**Work instruction:** Each line below from the one containing "pub fn generate()" through the one containing "let id = match" should be output exactly as it stands, and no other line should appear.

**Supplied material:**

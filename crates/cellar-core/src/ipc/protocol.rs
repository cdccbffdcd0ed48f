//! Envelope types exchanged between the host gateway and a worker.
//!
//! Requests are `{"id": "...", "src": "..."}`. Responses carry the echoed id
//! and exactly one of `res` (the value, `null` for void) or `error`.

use std::fmt;

use serde::{Deserialize, Serialize};

/// A message on the channel. Kept as raw JSON so malformed messages can be
/// rejected without disturbing the worker.
pub type Envelope = serde_json::Value;

/// Caller-assigned request identifier, unique for the lifetime of a channel.
#[derive(Debug, Clone, PartialEq, Eq, Hash, PartialOrd, Ord, Serialize, Deserialize)]
#[serde(transparent)]
pub struct RequestId(String);

impl RequestId {
    pub fn new(id: impl Into<String>) -> Self {
        Self(id.into())
    }

    /// A fresh random identifier.
    pub fn generate() -> Self {
        Self(uuid::Uuid::new_v4().to_string())
    }

    pub fn as_str(&self) -> &str {
        &self.0
    }
}

impl fmt::Display for RequestId {
    fn fmt(&self, f: &mut fmt::Formatter<'_>) -> fmt::Result {
        f.write_str(&self.0)
    }
}

/// A snippet submitted for execution.
#[derive(Debug, Clone, PartialEq, Eq, Serialize, Deserialize)]
pub struct ExecutionRequest {
    pub id: RequestId,
    #[serde(rename = "src")]
    pub source: String,
}

impl ExecutionRequest {
    pub fn new(id: RequestId, source: impl Into<String>) -> Self {
        Self {
            id,
            source: source.into(),
        }
    }

    /// Validate and decode a request envelope.
    ///
    /// The error keeps the id whenever one could be recovered, so the worker can
    /// still answer the caller.
    pub fn from_envelope(envelope: Envelope) -> Result<Self, ProtocolError> {
        let serde_json::Value::Object(mut fields) = envelope else {
            return Err(ProtocolError::new(None, "message is not a JSON object"));
        };
        let id = match fields.remove("id") {
            Some(serde_json::Value::String(id)) if !id.is_empty() => RequestId(id),
            Some(serde_json::Value::String(_)) => {
                return Err(ProtocolError::new(None, "`id` must not be empty"));
            }
            Some(_) => return Err(ProtocolError::new(None, "`id` must be a string")),
            None => return Err(ProtocolError::new(None, "missing `id`")),
        };
        match fields.remove("src") {
            Some(serde_json::Value::String(source)) => Ok(Self { id, source }),
            Some(_) => Err(ProtocolError::new(Some(id), "`src` must be a string")),
            None => Err(ProtocolError::new(Some(id), "missing `src`")),
        }
    }

    pub fn to_envelope(&self) -> Envelope {
        serde_json::json!({ "id": self.id, "src": self.source })
    }
}

/// Result of a request: a JSON value or an error description.
#[derive(Debug, Clone, PartialEq, Serialize, Deserialize)]
pub enum Outcome {
    #[serde(rename = "res")]
    Value(serde_json::Value),
    #[serde(rename = "error")]
    Error(String),
}

impl Outcome {
    pub fn is_error(&self) -> bool {
        matches!(self, Outcome::Error(_))
    }

    pub fn into_result(self) -> Result<serde_json::Value, String> {
        match self {
            Outcome::Value(value) => Ok(value),
            Outcome::Error(message) => Err(message),
        }
    }
}

impl fmt::Display for Outcome {
    fn fmt(&self, f: &mut fmt::Formatter<'_>) -> fmt::Result {
        match self {
            Outcome::Value(serde_json::Value::Null) => Ok(()),
            Outcome::Value(serde_json::Value::String(s)) => f.write_str(s),
            Outcome::Value(value) => write!(f, "{value}"),
            Outcome::Error(message) => write!(f, "error: {message}"),
        }
    }
}

/// The worker's answer to one request, echoing its id.
#[derive(Debug, Clone, PartialEq, Serialize, Deserialize)]
pub struct ExecutionResult {
    pub id: RequestId,
    #[serde(flatten)]
    pub outcome: Outcome,
}

impl ExecutionResult {
    pub fn value(id: RequestId, value: serde_json::Value) -> Self {
        Self {
            id,
            outcome: Outcome::Value(value),
        }
    }

    pub fn error(id: RequestId, message: impl Into<String>) -> Self {
        Self {
            id,
            outcome: Outcome::Error(message.into()),
        }
    }

    pub fn from_envelope(envelope: Envelope) -> Result<Self, ProtocolError> {
        serde_json::from_value(envelope)
            .map_err(|e| ProtocolError::new(None, format!("malformed response: {e}")))
    }

    pub fn to_envelope(&self) -> Envelope {
        match &self.outcome {
            Outcome::Value(value) => serde_json::json!({ "id": self.id, "res": value }),
            Outcome::Error(message) => serde_json::json!({ "id": self.id, "error": message }),
        }
    }
}

/// A malformed or uncorrelated message.
#[derive(Debug, Clone, PartialEq, Eq, thiserror::Error)]
#[error("{reason}")]
pub struct ProtocolError {
    /// The request id, if one could be recovered.
    pub id: Option<RequestId>,
    pub reason: String,
}

impl ProtocolError {
    pub fn new(id: Option<RequestId>, reason: impl Into<String>) -> Self {
        Self {
            id,
            reason: reason.into(),
        }
    }
}

#[cfg(test)]
mod tests {
    use super::*;
    use serde_json::json;

    #[test]
    fn test_request_envelope() {
        let request = ExecutionRequest::new(RequestId::new("7"), "x + 1");
        assert_eq!(request.to_envelope(), json!({ "id": "7", "src": "x + 1" }));
        assert_eq!(
            ExecutionRequest::from_envelope(request.to_envelope()).unwrap(),
            request
        );
    }

    #[test]
    fn test_rejections_keep_recoverable_id() {
        let missing_src = ExecutionRequest::from_envelope(json!({ "id": "a" })).unwrap_err();
        assert_eq!(missing_src.id, Some(RequestId::new("a")));

        for envelope in [json!("x"), json!({ "src": "1" }), json!({ "id": 3, "src": "1" }), json!({ "id": "", "src": "1" })] {
            let err = ExecutionRequest::from_envelope(envelope.clone()).unwrap_err();
            assert_eq!(err.id, None, "{envelope}");
        }
    }

    #[test]
    fn test_response_has_exactly_one_payload_key() {
        let void = ExecutionResult::value(RequestId::new("1"), serde_json::Value::Null);
        assert_eq!(void.to_envelope(), json!({ "id": "1", "res": null }));
        assert_eq!(serde_json::to_value(&void).unwrap(), void.to_envelope());

        let failed = ExecutionResult::error(RequestId::new("2"), "ZeroDivisionError: division by zero");
        assert_eq!(
            serde_json::to_value(&failed).unwrap(),
            json!({ "id": "2", "error": "ZeroDivisionError: division by zero" })
        );
    }

    #[test]
    fn test_response_decoding() {
        let decoded = ExecutionResult::from_envelope(json!({ "id": "9", "res": 6 })).unwrap();
        assert_eq!(decoded.outcome, Outcome::Value(json!(6)));
        let decoded = ExecutionResult::from_envelope(json!({ "id": "9", "error": "boom" })).unwrap();
        assert!(decoded.outcome.is_error());
        assert!(ExecutionResult::from_envelope(json!({ "res": 6 })).is_err());
        assert!(ExecutionResult::from_envelope(json!({ "id": "9" })).is_err());
    }

    #[test]
    fn test_outcome_display() {
        assert_eq!(Outcome::Value(serde_json::Value::Null).to_string(), "");
        assert_eq!(Outcome::Value(json!("hi")).to_string(), "hi");
        assert_eq!(Outcome::Value(json!([1, 2])).to_string(), "[1,2]");
        assert_eq!(Outcome::Error("bad".into()).to_string(), "error: bad");
    }

    #[test]
    fn test_generated_ids_are_unique() {
        assert_ne!(RequestId::generate(), RequestId::generate());
    }
}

**Solution:**
    pub fn generate() -> Self {
        Self(uuid::Uuid::new_v4().to_string())
    }

    pub fn as_str(&self) -> &str {
        &self.0
    }
}

impl fmt::Display for RequestId {
    fn fmt(&self, f: &mut fmt::Formatter<'_>) -> fmt::Result {
        f.write_str(&self.0)
    }
}

/// A snippet submitted for execution.
#[derive(Debug, Clone, PartialEq, Eq, Serialize, Deserialize)]
pub struct ExecutionRequest {
    pub id: RequestId,
    #[serde(rename = "src")]
    pub source: String,
}

impl ExecutionRequest {
    pub fn new(id: RequestId, source: impl Into<String>) -> Self {
        Self {
            id,
            source: source.into(),
        }
    }

    /// Validate and decode a request envelope.
    ///
    /// The error keeps the id whenever one could be recovered, so the worker can
    /// still answer the caller.
    pub fn from_envelope(envelope: Envelope) -> Result<Self, ProtocolError> {
        let serde_json::Value::Object(mut fields) = envelope else {
            return Err(ProtocolError::new(None, "message is not a JSON object"));
        };
        let id = match fields.remove("id") {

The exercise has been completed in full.